When your other children came to see their sister, you’d rearrange your horrible face into a mask of what you hoped would pass as cheerfulness, ply them with candy, and hope that they wouldn’t look too closely at your shaking hands or tear-stained face. When they screamed, “I want MOMMY!” as they left for the day, you felt torn between the two worlds, one of which you’d just as soon leave behind, too.
All corridors eventually feed into the cafeteria, where you remember laughing for the first time in months. It was a jangled, strangled sort of sound, but there it was: a laugh, from your mouth, and it was real.
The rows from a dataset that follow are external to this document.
use std::sync::Arc;

use clap::Parser;
use tokio_util::sync::CancellationToken;
use tracing_subscriber::EnvFilter;

use gotel_core::config::{Cli, GotelConfig};
use gotel_core::store::Store;
use gotel_core::{retention, AppState};

#[tokio::main]
async fn main() -> anyhow::Result<()> {
    dotenvy::dotenv().ok();
    tracing_subscriber::fmt()
        .with_env_filter(
            EnvFilter::try_from_default_env().unwrap_or_else(|_| EnvFilter::new("gotel=info,tower_http=info")),
        )
        .init();

    let cli = Cli::parse();
    let config = GotelConfig::load(&cli.config)?
        .apply_cli(&cli)
        .apply_env()?;
    tracing::info!(db_path = ?config.db_path, query_port = config.query_port, "starting gotel");

    let store = Arc::new(Store::open(&config.db_path).await?);
    let cancel = CancellationToken::new();

    let retention_handle = retention::spawn_retention_loop(
        store.clone(),
        config.cleanup_interval,
        config.retention,
        cancel.clone(),
    );

    let state = AppState {
        store: store.clone(),
        config: Arc::new(config.clone()),
        cancel: cancel.clone(),
    };

    let gateway = tokio::spawn(async move { gotel_core::serve(state, config.query_port).await });

    // Shutdown flow (spec §5): (1) signal cancellation, (2) let the HTTP
    // server drain via its own graceful-shutdown hook, (3) join both tasks,
    // (4) checkpoint, (5) close.
    tokio::signal::ctrl_c().await?;
    tracing::info!("shutdown signal received");
    cancel.cancel();

    retention_handle.await?;
    gateway.await??;

    store.checkpoint().await?;

    // Both tasks above held the only other clones of this Arc and have now
    // exited, so this is expected to be the last reference.
    match Arc::try_unwrap(store) {
        Ok(store) => store.close(),
        Err(_store) => tracing::warn!("store still shared at shutdown, skipping close"),
    }
    tracing::info!("gotel stopped");
    Ok(())
}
Down by the statue of the heart or perhaps children dancing in a circle is where you waited with your daughter as you took her home with you for the last time. Surrounded by all of the pink things you could find, balloons deflating slightly in the cold February air, you were exhausted, but ebullient: your warrior daughter had made it.
A mother had never been prouder. You held her car seat close to you as you whispered to her sleeping cheek, “You made it, my girl. You’re a fighter like your Momma, all right.” This time, for the first time in her life, when the tears wet her cheek, they were the good kind.
But late at night, when the rest of the house sleeps, these are the corridors that your mind roams, over and over. Your memory, photographic, can recall everything with the sort of clarity that makes you relive those days constantly.
You are forever delivering that sick baby.
Constantly having her wrenched from your arms, always back in those terrible moments roaming the halls, seeing the same desk clerk, smelling those awful lilies, dry heaving into the diaper bag.
The sadness is omnipresent and yet nowhere. It is the new world order.
Save for roaming the corridors all night every night, you haven’t been back to those halls since your daughter had those awful thick black stitches removed from the back of her head.
You must return. New problems, a new specialist, means one thing: you must face your demons and return.
A new desk clerk and a new flower arrangement await you in the official looking building in which you found absolutely no comfort and now you must face up to walking these halls once again. It’s likely that you’ll cry. It’s likely that you’ll dry heave. It’s likely that no one will understand your reaction to this big official building. It’s just a place, after all.
But this is so much more than a place. It’s where the old you shriveled up and died and the new you was dragged screaming into the world.
So you and your ghosts walk the corridors all night every night, reliving the worst parts of your life, wishing they could be laid to rest, knowing that they never will.